Task prompt -> Below are the entries. Transcribe exactly the lines from the one with "let start = self.output.len();" through the one with "or was cancelled.", ends included, and leave out all others.

Recorded information ->
+ + + +

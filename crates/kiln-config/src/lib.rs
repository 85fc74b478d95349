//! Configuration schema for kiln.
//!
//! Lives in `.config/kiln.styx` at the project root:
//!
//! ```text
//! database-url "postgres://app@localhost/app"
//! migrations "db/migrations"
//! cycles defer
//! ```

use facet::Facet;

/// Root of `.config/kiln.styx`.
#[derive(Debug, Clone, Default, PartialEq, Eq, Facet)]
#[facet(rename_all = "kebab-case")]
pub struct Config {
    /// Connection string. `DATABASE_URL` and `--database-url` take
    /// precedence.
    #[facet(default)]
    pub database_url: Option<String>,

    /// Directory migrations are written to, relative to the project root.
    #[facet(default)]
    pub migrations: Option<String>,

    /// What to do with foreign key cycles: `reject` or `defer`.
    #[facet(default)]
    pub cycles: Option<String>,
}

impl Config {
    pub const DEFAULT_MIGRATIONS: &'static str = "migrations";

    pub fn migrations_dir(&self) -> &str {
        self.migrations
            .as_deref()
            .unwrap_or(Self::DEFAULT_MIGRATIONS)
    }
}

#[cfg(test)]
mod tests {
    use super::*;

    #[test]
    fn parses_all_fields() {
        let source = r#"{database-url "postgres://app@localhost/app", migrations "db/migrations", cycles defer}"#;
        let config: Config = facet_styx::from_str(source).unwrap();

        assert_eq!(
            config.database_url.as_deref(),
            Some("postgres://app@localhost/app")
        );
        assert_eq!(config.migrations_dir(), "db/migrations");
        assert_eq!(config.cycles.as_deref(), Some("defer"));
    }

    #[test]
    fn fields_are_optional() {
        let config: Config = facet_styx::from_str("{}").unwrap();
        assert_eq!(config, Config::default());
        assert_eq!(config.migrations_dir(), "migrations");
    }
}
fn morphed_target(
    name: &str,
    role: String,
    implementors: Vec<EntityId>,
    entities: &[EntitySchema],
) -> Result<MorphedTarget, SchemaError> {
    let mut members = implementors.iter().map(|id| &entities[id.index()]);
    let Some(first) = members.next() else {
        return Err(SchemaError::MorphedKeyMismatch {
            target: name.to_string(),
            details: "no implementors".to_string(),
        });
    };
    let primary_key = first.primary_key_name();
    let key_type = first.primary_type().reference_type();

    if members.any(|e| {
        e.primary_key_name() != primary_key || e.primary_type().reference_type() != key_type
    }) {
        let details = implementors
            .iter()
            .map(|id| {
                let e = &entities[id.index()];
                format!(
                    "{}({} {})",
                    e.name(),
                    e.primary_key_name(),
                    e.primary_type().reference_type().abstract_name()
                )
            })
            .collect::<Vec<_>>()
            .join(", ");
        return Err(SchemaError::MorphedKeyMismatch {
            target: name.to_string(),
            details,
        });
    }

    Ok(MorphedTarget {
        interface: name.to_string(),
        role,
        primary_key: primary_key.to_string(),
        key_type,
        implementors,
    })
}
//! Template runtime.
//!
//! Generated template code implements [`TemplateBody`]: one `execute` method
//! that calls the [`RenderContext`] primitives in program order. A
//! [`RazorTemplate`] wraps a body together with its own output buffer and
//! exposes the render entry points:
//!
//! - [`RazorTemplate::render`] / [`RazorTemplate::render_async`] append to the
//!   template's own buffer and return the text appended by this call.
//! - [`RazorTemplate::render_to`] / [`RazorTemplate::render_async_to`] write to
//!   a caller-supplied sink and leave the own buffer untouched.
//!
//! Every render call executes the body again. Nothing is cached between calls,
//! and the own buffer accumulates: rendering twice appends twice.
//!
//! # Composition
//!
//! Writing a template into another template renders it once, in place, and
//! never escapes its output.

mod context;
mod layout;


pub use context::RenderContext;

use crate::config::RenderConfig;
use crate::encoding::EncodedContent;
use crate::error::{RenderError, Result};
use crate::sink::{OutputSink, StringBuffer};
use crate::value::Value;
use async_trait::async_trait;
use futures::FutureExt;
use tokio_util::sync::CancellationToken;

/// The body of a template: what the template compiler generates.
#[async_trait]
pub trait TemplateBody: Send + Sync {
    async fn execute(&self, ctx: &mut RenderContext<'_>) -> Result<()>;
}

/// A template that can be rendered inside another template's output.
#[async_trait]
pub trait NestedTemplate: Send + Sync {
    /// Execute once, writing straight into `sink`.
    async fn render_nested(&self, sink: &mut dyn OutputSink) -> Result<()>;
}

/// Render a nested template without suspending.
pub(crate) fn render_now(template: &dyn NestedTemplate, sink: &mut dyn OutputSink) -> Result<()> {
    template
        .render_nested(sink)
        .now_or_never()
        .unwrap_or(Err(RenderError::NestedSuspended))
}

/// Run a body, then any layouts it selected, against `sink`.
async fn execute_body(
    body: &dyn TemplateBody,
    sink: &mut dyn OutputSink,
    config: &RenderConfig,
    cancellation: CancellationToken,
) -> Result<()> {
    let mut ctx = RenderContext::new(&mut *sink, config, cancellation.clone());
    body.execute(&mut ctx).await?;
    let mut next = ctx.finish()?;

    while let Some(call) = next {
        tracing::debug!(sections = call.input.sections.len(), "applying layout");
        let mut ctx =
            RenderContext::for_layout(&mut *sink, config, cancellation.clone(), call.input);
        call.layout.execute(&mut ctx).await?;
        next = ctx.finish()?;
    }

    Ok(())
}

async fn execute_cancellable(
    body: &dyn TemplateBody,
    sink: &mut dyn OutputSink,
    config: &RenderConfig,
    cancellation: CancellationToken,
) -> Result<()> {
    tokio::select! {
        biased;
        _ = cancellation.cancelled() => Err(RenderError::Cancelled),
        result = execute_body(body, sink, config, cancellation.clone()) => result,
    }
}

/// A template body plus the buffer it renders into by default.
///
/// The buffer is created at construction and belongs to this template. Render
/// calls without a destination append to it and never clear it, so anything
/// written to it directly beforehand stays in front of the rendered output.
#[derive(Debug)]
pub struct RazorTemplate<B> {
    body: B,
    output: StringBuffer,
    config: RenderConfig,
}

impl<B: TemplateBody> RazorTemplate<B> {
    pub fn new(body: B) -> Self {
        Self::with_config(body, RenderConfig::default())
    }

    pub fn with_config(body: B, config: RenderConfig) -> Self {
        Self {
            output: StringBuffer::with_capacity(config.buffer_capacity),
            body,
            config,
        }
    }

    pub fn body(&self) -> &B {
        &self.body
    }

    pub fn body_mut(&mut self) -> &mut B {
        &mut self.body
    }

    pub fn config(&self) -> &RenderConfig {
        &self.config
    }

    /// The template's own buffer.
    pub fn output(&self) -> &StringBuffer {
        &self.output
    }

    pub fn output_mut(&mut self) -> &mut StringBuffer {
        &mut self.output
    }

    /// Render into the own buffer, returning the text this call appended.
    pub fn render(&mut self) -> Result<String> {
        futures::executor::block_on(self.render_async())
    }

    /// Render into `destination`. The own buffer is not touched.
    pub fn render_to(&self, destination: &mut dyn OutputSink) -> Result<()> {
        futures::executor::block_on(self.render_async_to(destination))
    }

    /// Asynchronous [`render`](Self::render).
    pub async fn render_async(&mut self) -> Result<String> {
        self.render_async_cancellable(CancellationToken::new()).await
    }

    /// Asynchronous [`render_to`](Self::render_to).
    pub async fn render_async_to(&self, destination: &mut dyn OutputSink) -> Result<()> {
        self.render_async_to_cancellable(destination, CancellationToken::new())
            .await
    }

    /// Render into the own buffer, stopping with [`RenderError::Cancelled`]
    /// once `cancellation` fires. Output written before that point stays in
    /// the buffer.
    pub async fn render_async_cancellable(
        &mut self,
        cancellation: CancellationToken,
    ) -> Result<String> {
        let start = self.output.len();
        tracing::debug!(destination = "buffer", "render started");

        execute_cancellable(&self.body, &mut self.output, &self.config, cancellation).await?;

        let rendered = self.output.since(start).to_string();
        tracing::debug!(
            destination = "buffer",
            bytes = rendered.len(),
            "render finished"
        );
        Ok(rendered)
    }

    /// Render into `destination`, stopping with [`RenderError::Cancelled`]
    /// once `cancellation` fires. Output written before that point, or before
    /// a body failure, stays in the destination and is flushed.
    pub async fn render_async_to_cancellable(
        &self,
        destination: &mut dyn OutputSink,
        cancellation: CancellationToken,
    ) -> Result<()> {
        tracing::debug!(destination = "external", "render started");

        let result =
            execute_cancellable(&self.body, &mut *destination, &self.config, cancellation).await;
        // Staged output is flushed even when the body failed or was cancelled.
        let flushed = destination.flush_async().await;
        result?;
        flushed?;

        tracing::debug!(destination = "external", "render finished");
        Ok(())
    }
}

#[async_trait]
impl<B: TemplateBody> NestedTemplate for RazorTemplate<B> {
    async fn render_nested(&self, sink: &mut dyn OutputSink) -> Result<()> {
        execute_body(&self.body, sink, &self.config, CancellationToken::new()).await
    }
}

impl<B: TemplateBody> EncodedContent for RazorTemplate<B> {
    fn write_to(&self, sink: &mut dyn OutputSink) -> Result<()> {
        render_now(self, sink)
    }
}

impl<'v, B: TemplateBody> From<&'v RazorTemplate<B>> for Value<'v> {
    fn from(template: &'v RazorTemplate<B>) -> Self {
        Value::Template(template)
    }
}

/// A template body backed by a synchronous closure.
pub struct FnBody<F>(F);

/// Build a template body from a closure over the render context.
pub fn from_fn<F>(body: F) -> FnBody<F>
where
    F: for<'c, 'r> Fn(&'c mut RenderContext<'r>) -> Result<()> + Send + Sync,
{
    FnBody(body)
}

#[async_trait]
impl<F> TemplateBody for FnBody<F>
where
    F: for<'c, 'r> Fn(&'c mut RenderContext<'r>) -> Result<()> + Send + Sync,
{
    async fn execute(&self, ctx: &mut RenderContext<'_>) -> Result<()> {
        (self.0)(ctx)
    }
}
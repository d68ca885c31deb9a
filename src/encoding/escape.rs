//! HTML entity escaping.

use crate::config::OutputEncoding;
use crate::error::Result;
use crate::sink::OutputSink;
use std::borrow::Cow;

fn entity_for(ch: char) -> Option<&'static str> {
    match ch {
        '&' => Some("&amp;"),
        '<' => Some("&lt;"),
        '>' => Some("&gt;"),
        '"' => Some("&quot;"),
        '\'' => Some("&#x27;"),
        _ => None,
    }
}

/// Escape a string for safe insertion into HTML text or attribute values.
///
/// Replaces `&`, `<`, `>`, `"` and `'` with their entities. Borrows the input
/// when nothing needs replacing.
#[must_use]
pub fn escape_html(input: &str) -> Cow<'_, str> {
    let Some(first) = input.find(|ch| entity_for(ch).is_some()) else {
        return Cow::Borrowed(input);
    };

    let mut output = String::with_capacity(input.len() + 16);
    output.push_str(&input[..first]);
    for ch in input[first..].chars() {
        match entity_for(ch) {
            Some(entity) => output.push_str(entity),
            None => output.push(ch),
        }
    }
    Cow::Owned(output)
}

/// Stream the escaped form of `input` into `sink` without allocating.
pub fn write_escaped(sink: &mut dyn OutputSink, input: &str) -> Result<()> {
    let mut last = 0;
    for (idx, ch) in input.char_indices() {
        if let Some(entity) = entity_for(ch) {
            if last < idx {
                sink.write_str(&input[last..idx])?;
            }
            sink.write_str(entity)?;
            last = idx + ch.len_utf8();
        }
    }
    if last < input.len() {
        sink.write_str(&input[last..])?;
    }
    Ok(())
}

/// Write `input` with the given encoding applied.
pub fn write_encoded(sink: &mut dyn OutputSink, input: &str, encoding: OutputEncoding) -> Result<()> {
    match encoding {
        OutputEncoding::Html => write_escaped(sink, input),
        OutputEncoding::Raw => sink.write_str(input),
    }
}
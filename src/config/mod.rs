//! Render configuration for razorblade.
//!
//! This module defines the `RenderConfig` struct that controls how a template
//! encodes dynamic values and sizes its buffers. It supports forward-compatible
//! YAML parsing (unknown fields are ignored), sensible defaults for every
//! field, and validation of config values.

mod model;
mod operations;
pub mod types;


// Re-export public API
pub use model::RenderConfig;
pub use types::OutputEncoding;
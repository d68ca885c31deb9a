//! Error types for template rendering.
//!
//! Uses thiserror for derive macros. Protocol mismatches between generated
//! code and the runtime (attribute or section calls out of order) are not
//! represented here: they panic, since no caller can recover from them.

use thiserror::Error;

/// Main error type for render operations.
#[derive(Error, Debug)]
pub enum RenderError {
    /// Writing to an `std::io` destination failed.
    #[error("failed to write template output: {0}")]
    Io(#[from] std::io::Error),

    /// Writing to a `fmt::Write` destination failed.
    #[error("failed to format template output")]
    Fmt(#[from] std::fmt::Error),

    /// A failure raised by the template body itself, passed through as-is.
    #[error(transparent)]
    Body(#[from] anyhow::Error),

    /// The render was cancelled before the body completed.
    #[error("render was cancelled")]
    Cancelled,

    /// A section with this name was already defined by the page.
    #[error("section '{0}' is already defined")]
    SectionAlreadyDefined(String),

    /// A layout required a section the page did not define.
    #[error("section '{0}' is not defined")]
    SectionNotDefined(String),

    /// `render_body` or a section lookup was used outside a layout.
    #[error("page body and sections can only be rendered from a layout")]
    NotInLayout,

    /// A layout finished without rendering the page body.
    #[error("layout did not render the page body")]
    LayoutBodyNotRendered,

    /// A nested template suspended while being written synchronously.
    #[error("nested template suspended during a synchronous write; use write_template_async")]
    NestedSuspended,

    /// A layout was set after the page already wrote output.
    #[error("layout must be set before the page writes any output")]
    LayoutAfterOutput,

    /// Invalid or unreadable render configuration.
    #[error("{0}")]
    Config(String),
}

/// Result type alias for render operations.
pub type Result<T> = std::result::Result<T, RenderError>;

+ + + +

Result for this exercise ->
        let start = self.output.len();
        tracing::debug!(destination = "buffer", "render started");

        execute_cancellable(&self.body, &mut self.output, &self.config, cancellation).await?;

        let rendered = self.output.since(start).to_string();
        tracing::debug!(
            destination = "buffer",
            bytes = rendered.len(),
            "render finished"
        );
        Ok(rendered)
    }

    /// Render into `destination`, stopping with [`RenderError::Cancelled`]
    /// once `cancellation` fires. Output written before that point, or before
    /// a body failure, stays in the destination and is flushed.
    pub async fn render_async_to_cancellable(
        &self,
        destination: &mut dyn OutputSink,
        cancellation: CancellationToken,
    ) -> Result<()> {
        tracing::debug!(destination = "external", "render started");

        let result =
            execute_cancellable(&self.body, &mut *destination, &self.config, cancellation).await;
        // Staged output is flushed even when the body failed or was cancelled.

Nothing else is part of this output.